Sunday 28 September 2008

Hollywood Babble On & On #173: Dear Harvey

The following is an open letter to Harvey Weinstein, head of the Weinstein Company.

Dear Harvey-

Now I'm not the type to butt into someone else's business... okay, maybe I am, but that doesn't change the fact that I have something important to say.

Things have not been going well for you lately. Not only are some folks reporting that your films have been dropped by distributor MGM, but NBC-Universal managed to get a court order to block you from moving Project Runway, your company's only successful TV project, from their Bravo Channel to rival Lifetime, because of allegations of negotiating in bad faith. And to top it all off, your company's movies haven't exactly been burning up the charts, many are forgotten before they're even released, if they get released at all, hell, you can't even finance a Quentin Tarantino movie and have to go around, hat in hand, to get it made.

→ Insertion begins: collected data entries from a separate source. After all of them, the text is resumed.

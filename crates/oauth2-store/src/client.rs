//! Client registry
//!
//! An in-memory map of registered clients, optionally backed by a JSON file.
//! Lookups take a short read lock on a `std::sync::RwLock` and never await.
//! Administrative writes are serialised by a tokio Mutex and, when a file is
//! attached, persisted with an atomic temp-file + rename.

use std::collections::HashMap;
use std::path::{Path, PathBuf};
use std::sync::{PoisonError, RwLock};

use common::Secret;
use oauth2_core::{BoxFuture, Client, ClientStore};
use serde::{Deserialize, Serialize};
use tokio::sync::Mutex;
use tracing::{debug, info};

use crate::error::{Error, Result};

/// On-disk form of a client. The secret is only ever written here.
#[derive(Debug, Serialize, Deserialize)]
struct ClientRecord {
    #[serde(default, skip_serializing_if = "Option::is_none")]
    secret: Option<String>,
    domain: String,
    #[serde(default)]
    public: bool,
    #[serde(default, skip_serializing_if = "Vec::is_empty")]
    scopes: Vec<String>,
}

impl ClientRecord {
    fn from_client(client: &Client) -> Self {
        Self {
            secret: client.secret.as_ref().map(|s| s.expose().clone()),
            domain: client.domain.clone(),
            public: client.public,
            scopes: client.scopes.clone(),
        }
    }

    fn into_client(self, id: String) -> Client {
        Client {
            id,
            secret: self.secret.map(Secret::new),
            domain: self.domain,
            public: self.public,
            scopes: self.scopes,
        }
    }
}

/// Thread-safe registry of clients.
#[derive(Debug, Default)]
pub struct ClientRegistry {
    clients: RwLock<HashMap<String, Client>>,
    path: Option<PathBuf>,
    write_lock: Mutex<()>,
}

impl ClientRegistry {
    /// An empty, unpersisted registry.
    pub fn new() -> Self {
        Self::default()
    }

    /// Load clients from `path`.
    ///
    /// A missing file is created as `{}`. Later `set`/`remove` calls rewrite
    /// the whole file.
    pub async fn load(path: PathBuf) -> Result<Self> {
        let clients = if path.exists() {
            let contents = tokio::fs::read_to_string(&path)
                .await
                .map_err(|e| Error::Io(format!("reading client registry: {e}")))?;
            let records: HashMap<String, ClientRecord> = serde_json::from_str(&contents)
                .map_err(|e| Error::Encoding(format!("parsing client registry: {e}")))?;
            info!(path = %path.display(), clients = records.len(), "loaded client registry");
            records
                .into_iter()
                .map(|(id, record)| (id.clone(), record.into_client(id)))
                .collect()
        } else {
            info!(path = %path.display(), "client registry not found, starting empty");
            let clients = HashMap::new();
            write_atomic(&path, &clients).await?;
            clients
        };

        Ok(Self {
            clients: RwLock::new(clients),
            path: Some(path),
            write_lock: Mutex::new(()),
        })
    }

    /// Register a client in memory without persisting.
    ///
    /// Used for clients declared in static configuration. A later persisted
    /// write includes them.
    pub fn insert(&self, client: Client) {
        let mut clients = self.clients.write().unwrap_or_else(PoisonError::into_inner);
        clients.insert(client.id.clone(), client);
    }

    pub fn get(&self, id: &str) -> Option<Client> {
        let clients = self.clients.read().unwrap_or_else(PoisonError::into_inner);
        clients.get(id).cloned()
    }

    /// All clients sorted by id.
    pub fn list(&self) -> Vec<Client> {
        let clients = self.clients.read().unwrap_or_else(PoisonError::into_inner);
        let mut list: Vec<Client> = clients.values().cloned().collect();
        list.sort_by(|a, b| a.id.cmp(&b.id));
        list
    }

    pub fn len(&self) -> usize {
        self.clients
            .read()
            .unwrap_or_else(PoisonError::into_inner)
            .len()
    }

    pub fn is_empty(&self) -> bool {
        self.len() == 0
    }

    /// Add or replace a client and persist.
    pub async fn set(&self, client: Client) -> Result<()> {
        let _guard = self.write_lock.lock().await;
        let id = client.id.clone();
        let snapshot = {
            let mut clients = self.clients.write().unwrap_or_else(PoisonError::into_inner);
            clients.insert(id.clone(), client);
            clients.clone()
        };
        debug!(client_id = %id, "registered client");
        self.persist(&snapshot).await
    }

    /// Remove a client and persist. Returns the removed client if it existed.
    pub async fn remove(&self, id: &str) -> Result<Option<Client>> {
        let _guard = self.write_lock.lock().await;
        let (removed, snapshot) = {
            let mut clients = self.clients.write().unwrap_or_else(PoisonError::into_inner);
            let removed = clients.remove(id);
            (removed, clients.clone())
        };
        if removed.is_some() {
            debug!(client_id = %id, "removed client");
            self.persist(&snapshot).await?;
        }
        Ok(removed)
    }

    async fn persist(&self, clients: &HashMap<String, Client>) -> Result<()> {
        match &self.path {
            Some(path) => write_atomic(path, clients).await,
            None => Ok(()),
        }
    }
}

impl ClientStore for ClientRegistry {
    fn get_by_id<'a>(&'a self, id: &'a str) -> BoxFuture<'a, oauth2_core::Result<Option<Client>>> {
        Box::pin(async move { Ok(self.get(id)) })
    }
}

/// Write the registry to `path` atomically with 0600 permissions.
async fn write_atomic(path: &Path, clients: &HashMap<String, Client>) -> Result<()> {
    let records: HashMap<&str, ClientRecord> = clients
        .iter()
        .map(|(id, client)| (id.as_str(), ClientRecord::from_client(client)))
        .collect();
    let json = serde_json::to_string_pretty(&records)
        .map_err(|e| Error::Encoding(format!("serializing client registry: {e}")))?;

    let dir = path
        .parent()
        .ok_or_else(|| Error::Io("client registry path has no parent directory".into()))?;
    let tmp_path = dir.join(format!(".clients.tmp.{}", std::process::id()));

    tokio::fs::write(&tmp_path, json.as_bytes())
        .await
        .map_err(|e| Error::Io(format!("writing temp client registry: {e}")))?;

    #[cfg(unix)]
    {
        use std::os::unix::fs::PermissionsExt;
        let perms = std::fs::Permissions::from_mode(0o600);
        tokio::fs::set_permissions(&tmp_path, perms)
            .await
            .map_err(|e| Error::Io(format!("setting client registry permissions: {e}")))?;
    }

    tokio::fs::rename(&tmp_path, path)
        .await
        .map_err(|e| Error::Io(format!("renaming temp client registry: {e}")))?;

    debug!(path = %path.display(), clients = clients.len(), "persisted client registry");
    Ok(())
}
//! Configuration error types shared by the server binary and engine crates

use std::path::{Path, PathBuf};

use thiserror::Error;

#[derive(Error, Debug)]
pub enum Error {
    /// A value parsed but failed validation.
    #[error("Configuration error: {0}")]
    Config(String),

    /// A config file, secret file or token file could not be read.
    #[error("failed to read {}: {source}", path.display())]
    Read {
        path: PathBuf,
        #[source]
        source: std::io::Error,
    },

    #[error("TOML parse error: {0}")]
    Toml(#[from] toml::de::Error),
}

impl Error {
    pub fn read(path: &Path, source: std::io::Error) -> Self {
        Self::Read {
            path: path.to_path_buf(),
            source,
        }
    }
}

pub type Result<T> = std::result::Result<T, Error>;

If you can't see that you have hit cinematic rock bottom then you need a smug-know-it-all like me to tell you.

You've hit rock bottom.

Especially when you started playing silly buggers during the negotiations with NBC-Universal over Project Runway. I can understand wanting more money, it was the Bravo channel's top show, and I can even understand trying to squeeze a few broadcast contracts for some of your company's more lacklustre productions, but when you allegedly said this to NBC honcho Jeff Zucker:
"You can only have in your life five true friends and I consider you one of my five friends. And I'm telling you I will not embarrass you."
When you dish out the Oprah-esque treacle to the head of one of the biggest media companies in the world, and then spit in his face by selling the show behind his back to someone else, that's not being a Hollywood player, that's a suicide attempt.*

The fact that Zucker didn't see the knife being sharpened when you spewed that bit of faux-spiritualism is his problem, and might be the subject of his own intervention, but we're not here to talk about him, we're here to talk about you.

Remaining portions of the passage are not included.